Exercise objective -
Set down, please, without alteration, the lines of the entries below from the first through the one containing "fn read(&self, key: &str)".

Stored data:
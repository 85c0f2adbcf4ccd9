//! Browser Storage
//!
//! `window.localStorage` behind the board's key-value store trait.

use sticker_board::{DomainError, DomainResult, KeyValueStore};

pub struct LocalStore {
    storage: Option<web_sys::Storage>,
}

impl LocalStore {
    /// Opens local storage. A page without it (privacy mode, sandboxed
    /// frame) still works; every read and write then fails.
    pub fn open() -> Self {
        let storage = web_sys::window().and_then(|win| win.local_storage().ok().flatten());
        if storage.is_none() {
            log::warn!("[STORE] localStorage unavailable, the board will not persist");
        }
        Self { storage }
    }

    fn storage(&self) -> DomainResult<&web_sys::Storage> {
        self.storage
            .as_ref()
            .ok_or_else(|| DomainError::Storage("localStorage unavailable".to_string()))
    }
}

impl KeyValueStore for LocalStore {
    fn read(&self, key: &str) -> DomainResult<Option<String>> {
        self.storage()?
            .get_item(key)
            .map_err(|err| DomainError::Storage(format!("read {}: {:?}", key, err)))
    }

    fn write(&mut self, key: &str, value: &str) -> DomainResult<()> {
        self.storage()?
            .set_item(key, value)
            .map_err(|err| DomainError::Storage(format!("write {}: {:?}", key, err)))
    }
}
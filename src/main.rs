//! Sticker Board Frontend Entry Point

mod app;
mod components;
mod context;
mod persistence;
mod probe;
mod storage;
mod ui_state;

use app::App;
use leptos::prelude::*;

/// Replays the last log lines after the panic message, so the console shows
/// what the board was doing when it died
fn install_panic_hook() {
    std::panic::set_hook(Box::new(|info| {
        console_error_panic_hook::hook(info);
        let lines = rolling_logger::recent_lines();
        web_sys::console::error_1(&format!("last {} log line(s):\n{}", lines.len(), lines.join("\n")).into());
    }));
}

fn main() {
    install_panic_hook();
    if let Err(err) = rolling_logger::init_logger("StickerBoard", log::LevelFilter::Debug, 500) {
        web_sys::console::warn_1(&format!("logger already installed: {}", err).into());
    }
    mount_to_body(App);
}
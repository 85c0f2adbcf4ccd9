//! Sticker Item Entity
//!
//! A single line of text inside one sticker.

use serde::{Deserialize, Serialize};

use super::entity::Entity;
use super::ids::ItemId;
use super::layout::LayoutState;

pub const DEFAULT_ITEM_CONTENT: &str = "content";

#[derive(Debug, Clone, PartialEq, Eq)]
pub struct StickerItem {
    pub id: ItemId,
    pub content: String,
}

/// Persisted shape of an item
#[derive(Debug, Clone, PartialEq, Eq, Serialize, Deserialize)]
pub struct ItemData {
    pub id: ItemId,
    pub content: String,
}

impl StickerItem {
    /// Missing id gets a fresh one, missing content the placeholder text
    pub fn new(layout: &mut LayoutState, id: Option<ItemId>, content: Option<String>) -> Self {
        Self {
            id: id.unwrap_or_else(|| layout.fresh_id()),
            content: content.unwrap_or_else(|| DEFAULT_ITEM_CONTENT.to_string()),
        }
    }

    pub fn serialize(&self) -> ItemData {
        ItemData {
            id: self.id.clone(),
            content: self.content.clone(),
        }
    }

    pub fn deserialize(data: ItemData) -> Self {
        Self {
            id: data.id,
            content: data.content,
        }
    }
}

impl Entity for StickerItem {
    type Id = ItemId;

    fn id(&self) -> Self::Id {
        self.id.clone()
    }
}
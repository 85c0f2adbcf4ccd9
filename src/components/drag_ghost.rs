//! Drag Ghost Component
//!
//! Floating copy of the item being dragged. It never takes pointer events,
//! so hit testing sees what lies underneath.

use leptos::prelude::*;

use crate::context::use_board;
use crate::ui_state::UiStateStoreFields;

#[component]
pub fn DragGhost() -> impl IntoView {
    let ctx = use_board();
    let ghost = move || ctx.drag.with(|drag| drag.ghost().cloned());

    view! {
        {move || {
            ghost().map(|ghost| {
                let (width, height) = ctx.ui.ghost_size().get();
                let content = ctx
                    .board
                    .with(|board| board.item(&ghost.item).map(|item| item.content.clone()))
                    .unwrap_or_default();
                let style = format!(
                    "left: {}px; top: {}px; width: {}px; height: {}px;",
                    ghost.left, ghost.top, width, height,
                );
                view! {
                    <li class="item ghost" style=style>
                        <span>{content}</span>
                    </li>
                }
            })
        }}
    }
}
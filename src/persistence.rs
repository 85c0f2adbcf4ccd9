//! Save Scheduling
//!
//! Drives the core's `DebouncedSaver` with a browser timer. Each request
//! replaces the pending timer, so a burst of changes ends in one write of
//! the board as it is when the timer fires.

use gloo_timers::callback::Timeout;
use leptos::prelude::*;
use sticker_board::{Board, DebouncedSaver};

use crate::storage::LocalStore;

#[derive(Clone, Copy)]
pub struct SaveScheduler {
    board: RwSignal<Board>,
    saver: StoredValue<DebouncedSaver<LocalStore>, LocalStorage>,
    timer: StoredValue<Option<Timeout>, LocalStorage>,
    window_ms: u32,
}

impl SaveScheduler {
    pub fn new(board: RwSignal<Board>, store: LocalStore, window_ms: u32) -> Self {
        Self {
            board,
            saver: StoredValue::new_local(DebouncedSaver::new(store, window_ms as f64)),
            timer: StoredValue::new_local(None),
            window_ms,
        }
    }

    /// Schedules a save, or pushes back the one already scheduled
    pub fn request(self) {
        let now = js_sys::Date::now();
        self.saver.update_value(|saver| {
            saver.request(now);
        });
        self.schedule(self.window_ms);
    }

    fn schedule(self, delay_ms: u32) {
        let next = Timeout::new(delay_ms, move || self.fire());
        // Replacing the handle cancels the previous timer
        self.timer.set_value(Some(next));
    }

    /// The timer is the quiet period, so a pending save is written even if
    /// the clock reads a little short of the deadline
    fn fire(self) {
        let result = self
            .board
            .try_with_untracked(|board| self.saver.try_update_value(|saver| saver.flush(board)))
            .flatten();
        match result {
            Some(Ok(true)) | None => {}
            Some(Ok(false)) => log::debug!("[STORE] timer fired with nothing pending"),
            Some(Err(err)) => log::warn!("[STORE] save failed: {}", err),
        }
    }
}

Reply -
repository 85c0f2adbcf4ccd9
//! Browser Storage
//!
//! `window.localStorage` behind the board's key-value store trait.

use sticker_board::{DomainError, DomainResult, KeyValueStore};

pub struct LocalStore {
    storage: Option<web_sys::Storage>,
}

impl LocalStore {
    /// Opens local storage. A page without it (privacy mode, sandboxed
    /// frame) still works; every read and write then fails.
    pub fn open() -> Self {
        let storage = web_sys::window().and_then(|win| win.local_storage().ok().flatten());
        if storage.is_none() {
            log::warn!("[STORE] localStorage unavailable, the board will not persist");
        }
        Self { storage }
    }

    fn storage(&self) -> DomainResult<&web_sys::Storage> {
        self.storage
            .as_ref()
            .ok_or_else(|| DomainError::Storage("localStorage unavailable".to_string()))
    }
}

impl KeyValueStore for LocalStore {
    fn read(&self, key: &str) -> DomainResult<Option<String>> {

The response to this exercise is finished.